__TASK DESCRIPTION__. Transcribe the records below exactly, from their first line through the line containing "3rem; color: var(--primary);". Omit every line after it.

__DATA FOR THE TASK__.
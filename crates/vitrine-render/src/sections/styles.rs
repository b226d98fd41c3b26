//! Inline stylesheet for the landing page.

pub const LANDING_STYLES: &str = r#"
:root {
    --primary: #8b1538;
    --primary-dark: #6d102c;
    --gold: #d4af37;
    --text: #1f2937;
    --text-muted: #6b7280;
    --bg: #ffffff;
    --bg-alt: #fdf8f3;
    --whatsapp: #25d366;
}

* { box-sizing: border-box; margin: 0; padding: 0; }

body {
    font-family: 'Poppins', -apple-system, BlinkMacSystemFont, 'Segoe UI', sans-serif;
    color: var(--text);
    background: var(--bg);
    line-height: 1.6;
}

.preloader {
    position: fixed;
    inset: 0;
    background: var(--bg);
    display: flex;
    align-items: center;
    justify-content: center;
    z-index: 1000;
    transition: opacity 0.5s, visibility 0.5s;
}

.preloader.hidden { opacity: 0; visibility: hidden; }

.loader {
    width: 48px;
    height: 48px;
    border: 4px solid var(--bg-alt);
    border-top-color: var(--primary);
    border-radius: 50%;
    animation: spin 1s linear infinite;
}

@keyframes spin { to { transform: rotate(360deg); } }

.header {
    position: sticky;
    top: 0;
    background: rgba(255, 255, 255, 0.95);
    box-shadow: 0 2px 20px rgba(0, 0, 0, 0.1);
    padding: 15px 0;
    z-index: 100;
}

.nav {
    max-width: 1200px;
    margin: 0 auto;
    padding: 0 2rem;
    display: flex;
    align-items: center;
    justify-content: space-between;
}

.nav-logo { font-size: 1.5rem; font-weight: 700; color: var(--primary); text-decoration: none; }
.nav-list { display: flex; gap: 2rem; list-style: none; }
.nav-link { color: var(--text); text-decoration: none; font-weight: 500; }
.nav-link:hover, .nav-link.active { color: var(--primary); }
.nav-toggle, .nav-close { display: none; background: none; border: none; font-size: 1.25rem; cursor: pointer; }

.hero {
    padding: 6rem 2rem;
    background: linear-gradient(135deg, var(--bg-alt) 0%, #fff 100%);
    text-align: center;
}

.hero-text h1 { font-size: 3rem; color: var(--primary); margin-bottom: 1rem; }
.hero-text p { font-size: 1.25rem; color: var(--text-muted); margin-bottom: 2rem; }

.btn {
    display: inline-flex;
    align-items: center;
    gap: 0.5rem;
    padding: 0.75rem 1.5rem;
    border-radius: 999px;
    text-decoration: none;
    font-weight: 600;
}

.btn-primary { background: var(--primary); color: #fff; }
.btn-primary:hover { background: var(--primary-dark); }
.btn-whatsapp { background: var(--whatsapp); color: #fff; }

.categories { padding: 6rem 2rem; }
.section-header { text-align: center; margin-bottom: 3rem; }
.section-header h2 { font-size: 2.5rem; color: var(--primary); }

.categories-grid {
    max-width: 1200px;
    margin: 0 auto;
    display: flex;
    flex-direction: column;
    gap: 3rem;
}

.category-card {
    display: grid;
    grid-template-columns: 1fr 1fr;
    gap: 2rem;
    background: #fff;
    border-radius: 16px;
    box-shadow: 0 10px 40px rgba(0, 0, 0, 0.08);
    overflow: hidden;
    transition: transform 0.3s ease;
}

.category-card.reverse .category-image { order: 2; }

.category-image { position: relative; }
.category-image img { width: 100%; height: 100%; object-fit: cover; display: block; }

.category-overlay {
    position: absolute;
    inset: 0;
    background: rgba(139, 21, 56, 0.4);
    display: flex;
    align-items: center;
    justify-content: center;
    opacity: 0;
    transition: opacity 0.3s;
}

.category-card:hover .category-overlay { opacity: 1; }

.category-content { padding: 2rem; }
.category-icon { font-size: 2rem; color: var(--gold); margin-bottom: 1rem; }
.category-content h3 { font-size: 1.75rem; margin-bottom: 0.75rem; }
.category-content p { color: var(--text-muted); margin-bottom: 1rem; }
.category-features { list-style: none; margin-bottom: 1.5rem; }
.category-features li { padding: 0.25rem 0; }
.category-features .fa-check { color: var(--primary); }

.order-btn {
    display: inline-flex;
    gap: 0.5rem;
    color: var(--whatsapp);
    font-weight: 600;
    text-decoration: none;
}

.contact { padding: 4rem 2rem; background: var(--bg-alt); text-align: center; }
.contact-card h2 { margin-bottom: 1.5rem; color: var(--primary); }

.whatsapp-float {
    position: fixed;
    right: 24px;
    bottom: 24px;
    width: 56px;
    height: 56px;
    border-radius: 50%;
    background: var(--whatsapp);
    color: #fff;
    display: flex;
    align-items: center;
    justify-content: center;
    font-size: 1.75rem;
    box-shadow: 0 4px 12px rgba(0, 0, 0, 0.2);
}

@media (max-width: 768px) {
    .nav-toggle, .nav-close { display: block; }
    .nav-menu {
        position: fixed;
        top: 0;
        right: -100%;
        width: 75%;
        height: 100vh;
        background: #fff;
        padding: 4rem 2rem;
        transition: right 0.3s;
    }
    .nav-menu.active { right: 0; }
    .nav-list { flex-direction: column; }
    .hero-text h1 { font-size: 2.25rem; }
    .category-card { grid-template-columns: 1fr; }
    .category-card.reverse .category-image { order: 0; }
}
"#;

__ANSWER__.
filename crates/vitrine-render/src/sections/styles.rs
repository b226d98fd41c3b26
//! Inline stylesheet for the landing page.

pub const LANDING_STYLES: &str = r#"
:root {
    --primary: #8b1538;
    --primary-dark: #6d102c;
    --gold: #d4af37;
    --text: #1f2937;
    --text-muted: #6b7280;
    --bg: #ffffff;
    --bg-alt: #fdf8f3;
    --whatsapp: #25d366;
}

* { box-sizing: border-box; margin: 0; padding: 0; }

body {
    font-family: 'Poppins', -apple-system, BlinkMacSystemFont, 'Segoe UI', sans-serif;
    color: var(--text);
    background: var(--bg);
    line-height: 1.6;
}

.preloader {
    position: fixed;
    inset: 0;
    background: var(--bg);
    display: flex;
    align-items: center;
    justify-content: center;
    z-index: 1000;
    transition: opacity 0.5s, visibility 0.5s;
}

.preloader.hidden { opacity: 0; visibility: hidden; }

.loader {
    width: 48px;
    height: 48px;
    border: 4px solid var(--bg-alt);
    border-top-color: var(--primary);
    border-radius: 50%;
    animation: spin 1s linear infinite;
}

@keyframes spin { to { transform: rotate(360deg); } }

.header {
    position: sticky;
    top: 0;
    background: rgba(255, 255, 255, 0.95);
    box-shadow: 0 2px 20px rgba(0, 0, 0, 0.1);
    padding: 15px 0;
    z-index: 100;
}

.nav {
    max-width: 1200px;
    margin: 0 auto;
    padding: 0 2rem;
    display: flex;
    align-items: center;
    justify-content: space-between;
}

.nav-logo { font-size: 1.5rem; font-weight: 700; color: var(--primary); text-decoration: none; }
.nav-list { display: flex; gap: 2rem; list-style: none; }
.nav-link { color: var(--text); text-decoration: none; font-weight: 500; }
.nav-link:hover, .nav-link.active { color: var(--primary); }
.nav-toggle, .nav-close { display: none; background: none; border: none; font-size: 1.25rem; cursor: pointer; }

.hero {
    padding: 6rem 2rem;
    background: linear-gradient(135deg, var(--bg-alt) 0%, #fff 100%);
    text-align: center;
}

.hero-text h1 { font-size: 3rem; color: var(--primary); margin-bottom: 1rem; }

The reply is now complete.